Pick out the lines below that contain the string "LinePlot" and copy them all.

------ AVAILABLE DATA

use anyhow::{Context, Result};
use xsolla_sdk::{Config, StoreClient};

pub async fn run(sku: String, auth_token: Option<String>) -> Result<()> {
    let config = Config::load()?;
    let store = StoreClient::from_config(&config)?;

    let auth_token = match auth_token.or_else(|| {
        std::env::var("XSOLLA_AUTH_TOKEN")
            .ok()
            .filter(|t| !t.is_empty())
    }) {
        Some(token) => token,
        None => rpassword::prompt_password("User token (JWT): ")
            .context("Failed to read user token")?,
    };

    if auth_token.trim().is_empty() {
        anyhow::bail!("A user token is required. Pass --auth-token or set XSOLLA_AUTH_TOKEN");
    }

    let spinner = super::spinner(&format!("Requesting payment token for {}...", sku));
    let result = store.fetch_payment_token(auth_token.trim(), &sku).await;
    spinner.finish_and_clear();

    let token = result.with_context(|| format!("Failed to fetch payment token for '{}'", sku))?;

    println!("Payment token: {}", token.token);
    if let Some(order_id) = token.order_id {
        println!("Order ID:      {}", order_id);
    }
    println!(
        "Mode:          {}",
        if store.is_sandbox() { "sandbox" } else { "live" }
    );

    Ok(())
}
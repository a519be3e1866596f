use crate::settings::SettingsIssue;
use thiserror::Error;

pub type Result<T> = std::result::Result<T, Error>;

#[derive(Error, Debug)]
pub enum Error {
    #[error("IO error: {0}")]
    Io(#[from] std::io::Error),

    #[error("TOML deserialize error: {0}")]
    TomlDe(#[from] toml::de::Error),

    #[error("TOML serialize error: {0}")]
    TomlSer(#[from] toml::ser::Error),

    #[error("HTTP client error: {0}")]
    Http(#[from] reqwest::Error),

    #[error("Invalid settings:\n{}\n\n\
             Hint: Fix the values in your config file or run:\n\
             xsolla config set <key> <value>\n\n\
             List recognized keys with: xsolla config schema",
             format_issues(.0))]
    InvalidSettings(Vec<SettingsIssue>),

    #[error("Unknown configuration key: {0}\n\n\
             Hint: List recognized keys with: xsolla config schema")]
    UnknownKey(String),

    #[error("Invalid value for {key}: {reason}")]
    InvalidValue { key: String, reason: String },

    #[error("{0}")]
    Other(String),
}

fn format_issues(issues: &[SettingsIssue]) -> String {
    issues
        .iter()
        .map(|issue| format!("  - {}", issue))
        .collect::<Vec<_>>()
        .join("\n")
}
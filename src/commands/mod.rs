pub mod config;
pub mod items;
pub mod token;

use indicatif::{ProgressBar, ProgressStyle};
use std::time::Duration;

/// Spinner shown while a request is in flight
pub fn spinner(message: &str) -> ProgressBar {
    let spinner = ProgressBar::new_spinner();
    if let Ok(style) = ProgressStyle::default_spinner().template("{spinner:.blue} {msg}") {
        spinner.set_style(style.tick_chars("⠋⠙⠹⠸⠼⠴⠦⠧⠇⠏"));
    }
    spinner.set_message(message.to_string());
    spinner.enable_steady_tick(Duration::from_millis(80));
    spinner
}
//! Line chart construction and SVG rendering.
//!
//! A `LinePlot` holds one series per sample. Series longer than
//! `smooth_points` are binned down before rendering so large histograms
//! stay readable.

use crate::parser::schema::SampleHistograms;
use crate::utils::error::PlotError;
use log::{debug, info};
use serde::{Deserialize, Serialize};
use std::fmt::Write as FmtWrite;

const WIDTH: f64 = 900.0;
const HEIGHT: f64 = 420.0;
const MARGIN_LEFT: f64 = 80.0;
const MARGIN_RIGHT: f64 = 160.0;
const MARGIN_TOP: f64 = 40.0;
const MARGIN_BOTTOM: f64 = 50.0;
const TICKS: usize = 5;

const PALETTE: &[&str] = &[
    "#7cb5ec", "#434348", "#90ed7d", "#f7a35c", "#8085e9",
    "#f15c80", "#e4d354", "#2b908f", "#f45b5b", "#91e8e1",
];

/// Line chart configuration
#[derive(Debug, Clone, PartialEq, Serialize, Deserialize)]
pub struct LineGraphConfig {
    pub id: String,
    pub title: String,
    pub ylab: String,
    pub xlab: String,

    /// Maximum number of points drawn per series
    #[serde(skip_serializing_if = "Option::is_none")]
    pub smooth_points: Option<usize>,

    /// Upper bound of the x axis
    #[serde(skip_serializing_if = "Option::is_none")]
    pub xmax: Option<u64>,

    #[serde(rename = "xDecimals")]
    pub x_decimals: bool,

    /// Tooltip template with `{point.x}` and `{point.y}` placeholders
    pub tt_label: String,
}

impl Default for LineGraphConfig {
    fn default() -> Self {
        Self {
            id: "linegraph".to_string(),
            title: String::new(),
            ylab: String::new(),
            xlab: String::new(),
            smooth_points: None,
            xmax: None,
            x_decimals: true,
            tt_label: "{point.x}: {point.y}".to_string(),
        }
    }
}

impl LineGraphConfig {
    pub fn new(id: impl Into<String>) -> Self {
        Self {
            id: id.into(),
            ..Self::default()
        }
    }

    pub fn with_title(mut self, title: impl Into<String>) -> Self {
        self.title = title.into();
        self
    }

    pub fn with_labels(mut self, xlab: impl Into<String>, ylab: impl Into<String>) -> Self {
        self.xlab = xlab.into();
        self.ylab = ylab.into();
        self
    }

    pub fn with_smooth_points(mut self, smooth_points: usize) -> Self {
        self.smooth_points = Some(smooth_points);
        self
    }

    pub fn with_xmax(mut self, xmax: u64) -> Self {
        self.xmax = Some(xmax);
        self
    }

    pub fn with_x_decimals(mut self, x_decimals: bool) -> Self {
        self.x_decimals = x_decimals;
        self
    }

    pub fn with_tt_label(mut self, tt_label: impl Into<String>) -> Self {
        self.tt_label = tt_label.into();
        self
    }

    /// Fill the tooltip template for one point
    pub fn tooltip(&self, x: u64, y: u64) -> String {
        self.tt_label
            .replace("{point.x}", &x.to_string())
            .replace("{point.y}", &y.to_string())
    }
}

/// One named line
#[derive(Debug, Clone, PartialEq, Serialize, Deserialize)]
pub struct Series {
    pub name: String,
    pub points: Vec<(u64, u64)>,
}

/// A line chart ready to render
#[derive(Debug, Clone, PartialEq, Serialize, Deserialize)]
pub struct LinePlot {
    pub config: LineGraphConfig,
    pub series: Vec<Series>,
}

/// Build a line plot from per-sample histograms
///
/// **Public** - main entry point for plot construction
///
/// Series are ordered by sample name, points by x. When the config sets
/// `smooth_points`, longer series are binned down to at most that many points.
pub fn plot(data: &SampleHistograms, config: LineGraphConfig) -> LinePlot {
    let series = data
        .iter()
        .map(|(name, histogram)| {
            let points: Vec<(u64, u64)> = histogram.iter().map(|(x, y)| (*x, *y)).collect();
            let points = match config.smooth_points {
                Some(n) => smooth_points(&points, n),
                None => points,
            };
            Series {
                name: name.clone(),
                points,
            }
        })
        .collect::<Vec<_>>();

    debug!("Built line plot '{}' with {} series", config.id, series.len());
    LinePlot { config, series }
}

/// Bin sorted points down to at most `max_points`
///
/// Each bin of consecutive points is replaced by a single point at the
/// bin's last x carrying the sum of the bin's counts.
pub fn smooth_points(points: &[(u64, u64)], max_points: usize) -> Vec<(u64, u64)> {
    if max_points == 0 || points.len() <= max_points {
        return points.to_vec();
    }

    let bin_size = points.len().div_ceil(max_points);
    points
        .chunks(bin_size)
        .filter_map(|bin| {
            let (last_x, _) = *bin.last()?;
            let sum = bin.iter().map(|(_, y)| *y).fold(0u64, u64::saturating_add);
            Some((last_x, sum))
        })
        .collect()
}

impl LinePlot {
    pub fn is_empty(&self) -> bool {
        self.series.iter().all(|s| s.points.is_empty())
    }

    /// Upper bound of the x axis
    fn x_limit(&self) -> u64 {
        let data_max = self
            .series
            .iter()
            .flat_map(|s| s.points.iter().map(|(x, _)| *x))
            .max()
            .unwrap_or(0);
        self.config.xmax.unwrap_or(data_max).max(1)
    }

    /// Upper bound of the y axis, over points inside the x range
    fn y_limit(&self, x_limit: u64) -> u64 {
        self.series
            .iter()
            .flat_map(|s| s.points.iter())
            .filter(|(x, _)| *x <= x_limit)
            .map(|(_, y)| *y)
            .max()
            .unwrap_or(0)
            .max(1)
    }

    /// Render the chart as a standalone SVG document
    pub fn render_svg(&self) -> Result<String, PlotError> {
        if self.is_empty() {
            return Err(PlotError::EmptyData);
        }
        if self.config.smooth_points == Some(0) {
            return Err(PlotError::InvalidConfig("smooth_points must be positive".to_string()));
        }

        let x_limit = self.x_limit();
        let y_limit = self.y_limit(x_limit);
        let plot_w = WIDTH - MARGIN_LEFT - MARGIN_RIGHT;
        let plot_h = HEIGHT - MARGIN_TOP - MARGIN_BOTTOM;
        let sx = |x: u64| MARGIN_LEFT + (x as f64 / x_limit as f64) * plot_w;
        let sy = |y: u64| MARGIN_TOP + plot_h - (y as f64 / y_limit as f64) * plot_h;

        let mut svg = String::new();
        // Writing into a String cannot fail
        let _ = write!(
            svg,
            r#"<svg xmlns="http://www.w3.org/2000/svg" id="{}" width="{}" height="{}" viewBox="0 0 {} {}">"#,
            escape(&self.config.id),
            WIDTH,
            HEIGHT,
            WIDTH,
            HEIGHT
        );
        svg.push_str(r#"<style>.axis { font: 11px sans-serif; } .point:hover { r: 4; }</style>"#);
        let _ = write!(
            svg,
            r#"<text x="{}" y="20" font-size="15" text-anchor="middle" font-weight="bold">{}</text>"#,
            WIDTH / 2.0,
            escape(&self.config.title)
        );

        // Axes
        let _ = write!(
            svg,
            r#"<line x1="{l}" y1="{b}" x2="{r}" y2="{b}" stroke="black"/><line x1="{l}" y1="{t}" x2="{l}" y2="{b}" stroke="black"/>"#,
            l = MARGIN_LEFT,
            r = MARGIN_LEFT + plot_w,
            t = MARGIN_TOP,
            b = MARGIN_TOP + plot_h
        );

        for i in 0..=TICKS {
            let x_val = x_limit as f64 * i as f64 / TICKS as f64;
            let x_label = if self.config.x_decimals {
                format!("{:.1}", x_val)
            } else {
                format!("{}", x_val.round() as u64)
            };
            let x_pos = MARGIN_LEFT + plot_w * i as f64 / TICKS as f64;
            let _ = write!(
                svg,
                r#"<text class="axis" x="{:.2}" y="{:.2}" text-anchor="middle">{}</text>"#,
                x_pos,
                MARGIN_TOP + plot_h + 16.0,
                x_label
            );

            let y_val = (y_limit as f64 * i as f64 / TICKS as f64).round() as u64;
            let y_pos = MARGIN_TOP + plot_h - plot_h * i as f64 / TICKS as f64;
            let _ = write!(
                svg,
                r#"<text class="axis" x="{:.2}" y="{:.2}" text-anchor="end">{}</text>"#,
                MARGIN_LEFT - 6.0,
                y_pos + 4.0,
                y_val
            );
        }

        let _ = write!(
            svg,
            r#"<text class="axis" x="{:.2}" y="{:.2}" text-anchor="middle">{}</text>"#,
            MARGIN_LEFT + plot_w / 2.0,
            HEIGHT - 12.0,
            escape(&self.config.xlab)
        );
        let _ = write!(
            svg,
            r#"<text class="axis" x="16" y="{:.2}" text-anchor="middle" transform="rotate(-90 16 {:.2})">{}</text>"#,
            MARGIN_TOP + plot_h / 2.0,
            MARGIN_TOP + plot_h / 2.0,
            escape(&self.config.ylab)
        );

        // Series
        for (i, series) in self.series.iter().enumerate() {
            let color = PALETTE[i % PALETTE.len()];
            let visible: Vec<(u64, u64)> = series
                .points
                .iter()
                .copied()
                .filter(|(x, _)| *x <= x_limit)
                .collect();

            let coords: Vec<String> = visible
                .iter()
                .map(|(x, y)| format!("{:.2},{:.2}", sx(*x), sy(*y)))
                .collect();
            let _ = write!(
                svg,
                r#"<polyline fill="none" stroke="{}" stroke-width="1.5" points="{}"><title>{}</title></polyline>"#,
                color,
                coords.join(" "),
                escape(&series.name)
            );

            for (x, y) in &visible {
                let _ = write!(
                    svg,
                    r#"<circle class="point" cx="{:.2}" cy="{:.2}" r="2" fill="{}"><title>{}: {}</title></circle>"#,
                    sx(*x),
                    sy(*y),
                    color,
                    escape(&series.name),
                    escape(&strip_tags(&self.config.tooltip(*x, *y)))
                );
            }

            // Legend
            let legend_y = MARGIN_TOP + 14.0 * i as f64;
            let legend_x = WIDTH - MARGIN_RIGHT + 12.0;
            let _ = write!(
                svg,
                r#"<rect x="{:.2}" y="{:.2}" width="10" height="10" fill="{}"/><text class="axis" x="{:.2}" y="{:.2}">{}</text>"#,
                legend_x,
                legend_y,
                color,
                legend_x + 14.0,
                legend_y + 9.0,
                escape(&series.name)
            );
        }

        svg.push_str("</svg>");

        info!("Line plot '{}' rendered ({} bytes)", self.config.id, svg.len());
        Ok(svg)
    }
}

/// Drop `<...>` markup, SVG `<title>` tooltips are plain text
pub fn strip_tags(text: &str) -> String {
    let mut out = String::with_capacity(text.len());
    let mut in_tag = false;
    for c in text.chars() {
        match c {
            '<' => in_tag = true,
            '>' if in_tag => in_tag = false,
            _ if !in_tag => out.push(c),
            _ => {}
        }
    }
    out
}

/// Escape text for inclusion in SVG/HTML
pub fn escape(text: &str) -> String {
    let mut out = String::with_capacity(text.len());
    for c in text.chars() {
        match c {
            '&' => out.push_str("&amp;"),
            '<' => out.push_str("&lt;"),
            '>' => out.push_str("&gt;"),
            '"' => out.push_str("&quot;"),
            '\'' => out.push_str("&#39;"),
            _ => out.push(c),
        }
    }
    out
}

------------

#### YOUR RESPONSE
//! A `LinePlot` holds one series per sample. Series longer than
pub struct LinePlot {
pub fn plot(data: &SampleHistograms, config: LineGraphConfig) -> LinePlot {
    LinePlot { config, series }
impl LinePlot {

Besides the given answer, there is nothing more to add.